Hong Kong diguncang oleh aksi protes prodemokrasi besar-besaran dan sering kali disertai dengan kekerasan selama tujuh bulan berturut-turut tahun lalu. Aksi demonstrasi itu sendiri akhirnya berhasil diredam setelah ada penangkapan massa atas alasan pelanggaran larangan berkumpul dan undang-undang keamanan nasional baru yang diberlakukan Tiongkok di Hong Kong pada Juni lalu.
Selama protes antipemerintah, banyak demonstran yang memakai penutup wajah untuk menyembunyikan identitas mereka dari pihak berwenang yang akan menuntut mereka dan untuk melindungi diri dari tembakan gas air mata.
Langgar Konstitusi
Pada Oktober tahun lalu, ketua eksekutif Hong Kong, Carrie Lam, melarang siapa pun yang menutupi wajah mereka saat mengikuti aksi unjuk rasa dan menggunakan Undang-undang Peraturan Darurat yang merupakan undang-undang warisan era kolonial Inggris pada 1922.

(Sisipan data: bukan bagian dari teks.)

//! Draw detection logic for tic-tac-toe.

use super::super::{Board, Square};
use super::win::check_winner;
use tracing::instrument;

/// Checks if the board is full (all squares occupied).
#[instrument(skip(board))]
pub fn is_full(board: &Board) -> bool {
    board.squares().iter().all(|s| *s != Square::Empty)
}

/// A full board with no completed line.
#[instrument(skip(board))]
pub fn is_draw(board: &Board) -> bool {
    is_full(board) && check_winner(board).is_none()
}
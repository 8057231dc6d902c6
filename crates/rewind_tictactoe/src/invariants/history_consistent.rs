//! History consistency invariant: each entry is its predecessor plus one move.

use super::super::{GameSession, HistoryEntry, Mark};
use super::Invariant;

/// Invariant: the history is a valid chain of snapshots.
///
/// Entry 0 is the empty board with no move. Every later entry `i` records a
/// move by the mark for step `i - 1` onto a square that was empty in entry
/// `i - 1`, and its board is exactly that board plus the move. It follows
/// that entry `i` has `i` occupied squares.
pub struct HistoryConsistentInvariant;

impl Invariant<GameSession> for HistoryConsistentInvariant {
    fn holds(session: &GameSession) -> bool {
        let Some(first) = session.history.first() else {
            return false;
        };
        if *first != HistoryEntry::initial() {
            return false;
        }

        session
            .history
            .windows(2)
            .enumerate()
            .all(|(i, pair)| {
                let (prev, next) = (&pair[0], &pair[1]);
                match next.mv() {
                    Some(mv) => {
                        mv.mark == Mark::for_step(i)
                            && prev.board().is_empty(mv.position)
                            && *next.board() == prev.board().with_mark(mv.position, mv.mark)
                    }
                    None => false,
                }
            })
    }

    fn description() -> &'static str {
        "Each history entry is the previous board plus its recorded move"
    }
}

#[cfg(test)]
mod tests {
    use super::*;
    use crate::{Position, Square};

    #[test]
    fn test_empty_session_holds() {
        assert!(HistoryConsistentInvariant::holds(&GameSession::new()));
    }

    #[test]
    fn test_multiple_moves_hold() {
        let session = GameSession::replay([
            Position::TopLeft,
            Position::Center,
            Position::TopRight,
            Position::BottomLeft,
        ]);
        assert!(HistoryConsistentInvariant::holds(&session));
        for (i, entry) in session.history().iter().enumerate() {
            assert_eq!(entry.board().occupied(), i);
        }
    }

    #[test]
    fn test_corrupted_board_violates() {
        let mut session = GameSession::replay([Position::Center]);
        let mut board = *session.history[1].board();
        board.set(Position::TopLeft, Square::Occupied(Mark::O));
        session.history[1] = HistoryEntry::from_parts(board, session.history[1].mv());
        assert!(!HistoryConsistentInvariant::holds(&session));
    }

    #[test]
    fn test_full_game_holds_after_branching() {
        let mut session = GameSession::replay([
            Position::TopLeft,
            Position::TopCenter,
            Position::TopRight,
            Position::MiddleLeft,
        ]);
        session.jump_to(2).unwrap();
        session.play(Position::BottomRight).unwrap();
        assert!(HistoryConsistentInvariant::holds(&session));
        assert_eq!(session.history().len(), 4);
    }
}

Anggota parlemen oposisi menolak penggunaan undang-undang darurat itu dan larangan mengenakan penutup wajah pada aksi unjuk rasa yang telah mendapatkan izin.
Anggota parlemen oposisi dan aktivis prodemokrasi di Hong Kong lalu mengajukan uji materi terhadap undang-undang tersebut pada tahun lalu. Mereka menilai aturan itu telah melanggar konstitusi di Hong Kong.
Pengadilan yang lebih rendah telah setuju dengan mereka yang mengajukan gugatan dan menyatakan keprihatinan tentang undang-undang darurat dan proporsionalitas larangan pengenaan penutup wajah.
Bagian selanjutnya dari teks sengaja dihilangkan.